◆ **THE PROBLEM**
Copy out each line below containing "password".

====== DATA SUPPLIED

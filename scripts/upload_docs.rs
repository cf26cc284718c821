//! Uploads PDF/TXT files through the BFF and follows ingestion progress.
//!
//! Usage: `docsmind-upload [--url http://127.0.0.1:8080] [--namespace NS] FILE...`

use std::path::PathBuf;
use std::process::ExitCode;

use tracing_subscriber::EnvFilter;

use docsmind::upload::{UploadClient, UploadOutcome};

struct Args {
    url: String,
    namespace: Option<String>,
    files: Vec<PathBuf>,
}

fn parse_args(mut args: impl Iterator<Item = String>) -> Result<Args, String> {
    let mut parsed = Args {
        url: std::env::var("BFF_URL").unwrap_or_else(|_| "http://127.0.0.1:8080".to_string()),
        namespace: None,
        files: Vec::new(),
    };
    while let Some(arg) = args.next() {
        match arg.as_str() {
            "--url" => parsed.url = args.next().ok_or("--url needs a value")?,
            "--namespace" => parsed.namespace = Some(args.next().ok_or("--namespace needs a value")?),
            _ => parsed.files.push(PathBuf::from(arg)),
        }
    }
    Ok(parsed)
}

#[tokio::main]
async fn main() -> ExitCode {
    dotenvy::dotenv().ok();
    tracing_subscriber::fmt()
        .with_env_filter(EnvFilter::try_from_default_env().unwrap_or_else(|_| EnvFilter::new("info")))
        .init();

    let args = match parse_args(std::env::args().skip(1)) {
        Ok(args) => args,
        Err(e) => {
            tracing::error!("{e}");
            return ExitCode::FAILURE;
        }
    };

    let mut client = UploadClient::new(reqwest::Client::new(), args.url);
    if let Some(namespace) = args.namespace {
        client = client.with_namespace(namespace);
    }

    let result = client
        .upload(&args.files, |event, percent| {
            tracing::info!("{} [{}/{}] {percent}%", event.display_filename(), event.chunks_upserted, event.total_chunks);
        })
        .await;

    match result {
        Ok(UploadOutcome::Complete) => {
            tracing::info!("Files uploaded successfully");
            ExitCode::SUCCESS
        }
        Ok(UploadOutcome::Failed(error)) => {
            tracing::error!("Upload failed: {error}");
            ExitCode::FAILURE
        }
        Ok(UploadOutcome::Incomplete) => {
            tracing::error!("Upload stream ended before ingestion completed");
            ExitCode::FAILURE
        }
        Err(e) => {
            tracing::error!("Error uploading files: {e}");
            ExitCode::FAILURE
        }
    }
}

============
====== DATA SUPPLIED

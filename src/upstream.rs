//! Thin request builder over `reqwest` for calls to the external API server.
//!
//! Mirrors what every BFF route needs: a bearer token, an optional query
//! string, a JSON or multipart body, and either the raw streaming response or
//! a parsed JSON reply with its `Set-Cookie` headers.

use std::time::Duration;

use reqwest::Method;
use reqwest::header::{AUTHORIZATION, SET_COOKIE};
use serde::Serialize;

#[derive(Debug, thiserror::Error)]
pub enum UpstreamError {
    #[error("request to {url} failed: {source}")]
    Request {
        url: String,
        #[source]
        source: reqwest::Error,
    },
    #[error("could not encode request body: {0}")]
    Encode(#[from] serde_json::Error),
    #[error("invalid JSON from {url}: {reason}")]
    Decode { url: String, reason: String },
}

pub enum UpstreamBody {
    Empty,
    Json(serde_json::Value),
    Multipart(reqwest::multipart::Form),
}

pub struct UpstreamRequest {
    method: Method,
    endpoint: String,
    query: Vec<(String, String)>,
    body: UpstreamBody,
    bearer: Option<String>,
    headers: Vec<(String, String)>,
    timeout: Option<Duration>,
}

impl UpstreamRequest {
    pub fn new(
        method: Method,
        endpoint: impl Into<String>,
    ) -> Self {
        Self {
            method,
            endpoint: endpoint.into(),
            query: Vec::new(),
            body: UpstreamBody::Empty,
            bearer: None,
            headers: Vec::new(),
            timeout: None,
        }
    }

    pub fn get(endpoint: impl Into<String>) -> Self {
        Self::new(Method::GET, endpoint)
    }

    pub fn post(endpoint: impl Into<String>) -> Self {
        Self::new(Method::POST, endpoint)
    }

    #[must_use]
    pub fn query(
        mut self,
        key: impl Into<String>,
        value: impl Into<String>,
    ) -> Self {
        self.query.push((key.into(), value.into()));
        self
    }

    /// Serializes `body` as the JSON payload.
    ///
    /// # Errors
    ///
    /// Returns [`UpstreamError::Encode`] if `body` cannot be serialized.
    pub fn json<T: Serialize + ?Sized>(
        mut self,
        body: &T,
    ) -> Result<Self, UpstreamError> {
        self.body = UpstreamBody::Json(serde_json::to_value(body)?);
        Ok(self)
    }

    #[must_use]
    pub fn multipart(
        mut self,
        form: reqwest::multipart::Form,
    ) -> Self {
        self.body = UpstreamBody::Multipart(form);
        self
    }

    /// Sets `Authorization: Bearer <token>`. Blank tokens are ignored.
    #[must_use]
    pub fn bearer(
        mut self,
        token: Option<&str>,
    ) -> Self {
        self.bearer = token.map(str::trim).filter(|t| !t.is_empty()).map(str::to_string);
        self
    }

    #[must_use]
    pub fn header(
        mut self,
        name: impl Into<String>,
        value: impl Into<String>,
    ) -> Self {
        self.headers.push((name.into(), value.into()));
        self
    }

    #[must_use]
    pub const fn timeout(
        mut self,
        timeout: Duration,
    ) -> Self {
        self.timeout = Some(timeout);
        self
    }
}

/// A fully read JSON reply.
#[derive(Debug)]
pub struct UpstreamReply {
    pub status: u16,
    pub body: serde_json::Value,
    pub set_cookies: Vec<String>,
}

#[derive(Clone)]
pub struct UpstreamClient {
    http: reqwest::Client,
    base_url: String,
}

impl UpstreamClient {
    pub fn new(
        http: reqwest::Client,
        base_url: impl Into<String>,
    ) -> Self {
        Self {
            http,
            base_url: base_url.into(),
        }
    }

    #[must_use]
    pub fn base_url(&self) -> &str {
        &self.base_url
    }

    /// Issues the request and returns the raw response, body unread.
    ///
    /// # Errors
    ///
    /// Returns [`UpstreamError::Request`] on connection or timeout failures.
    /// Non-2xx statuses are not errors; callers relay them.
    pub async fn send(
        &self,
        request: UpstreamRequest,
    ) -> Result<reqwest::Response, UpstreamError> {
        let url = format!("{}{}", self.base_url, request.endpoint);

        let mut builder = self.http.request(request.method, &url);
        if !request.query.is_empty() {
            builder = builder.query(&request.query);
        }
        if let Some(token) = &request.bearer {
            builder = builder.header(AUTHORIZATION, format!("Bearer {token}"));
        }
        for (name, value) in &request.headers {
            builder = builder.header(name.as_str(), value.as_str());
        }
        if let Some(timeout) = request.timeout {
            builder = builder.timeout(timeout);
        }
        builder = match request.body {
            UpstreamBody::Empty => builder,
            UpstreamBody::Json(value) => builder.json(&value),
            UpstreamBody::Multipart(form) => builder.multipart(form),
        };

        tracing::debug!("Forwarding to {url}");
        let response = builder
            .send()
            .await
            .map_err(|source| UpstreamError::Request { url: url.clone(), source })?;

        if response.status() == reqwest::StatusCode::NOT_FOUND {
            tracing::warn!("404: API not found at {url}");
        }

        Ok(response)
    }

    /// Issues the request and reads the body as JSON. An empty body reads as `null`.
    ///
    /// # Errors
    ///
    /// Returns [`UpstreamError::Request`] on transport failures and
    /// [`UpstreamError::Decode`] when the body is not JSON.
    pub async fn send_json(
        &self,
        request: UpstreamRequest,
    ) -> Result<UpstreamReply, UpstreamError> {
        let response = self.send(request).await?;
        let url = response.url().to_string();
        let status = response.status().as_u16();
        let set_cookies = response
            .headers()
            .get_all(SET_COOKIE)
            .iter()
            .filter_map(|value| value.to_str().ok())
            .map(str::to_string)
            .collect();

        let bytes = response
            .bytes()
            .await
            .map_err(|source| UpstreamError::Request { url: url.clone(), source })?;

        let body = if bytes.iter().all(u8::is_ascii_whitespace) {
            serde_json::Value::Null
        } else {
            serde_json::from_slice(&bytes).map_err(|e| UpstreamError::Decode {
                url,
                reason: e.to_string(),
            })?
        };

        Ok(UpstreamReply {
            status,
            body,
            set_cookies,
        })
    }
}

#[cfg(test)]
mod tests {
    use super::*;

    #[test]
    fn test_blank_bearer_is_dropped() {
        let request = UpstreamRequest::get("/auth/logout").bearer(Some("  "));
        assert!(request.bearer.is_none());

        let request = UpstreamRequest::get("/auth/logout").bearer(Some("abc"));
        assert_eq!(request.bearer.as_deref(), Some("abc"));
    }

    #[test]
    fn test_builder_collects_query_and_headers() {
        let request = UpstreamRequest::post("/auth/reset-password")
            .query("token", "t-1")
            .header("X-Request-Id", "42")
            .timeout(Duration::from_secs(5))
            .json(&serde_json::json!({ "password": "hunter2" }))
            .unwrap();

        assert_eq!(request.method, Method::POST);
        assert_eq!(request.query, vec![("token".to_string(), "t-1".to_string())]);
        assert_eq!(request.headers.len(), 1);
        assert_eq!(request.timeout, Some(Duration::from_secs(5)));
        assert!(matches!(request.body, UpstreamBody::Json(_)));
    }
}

============

◆ **ANSWER FOR THE TASK**
        let request = UpstreamRequest::post("/auth/reset-password")
            .json(&serde_json::json!({ "password": "hunter2" }))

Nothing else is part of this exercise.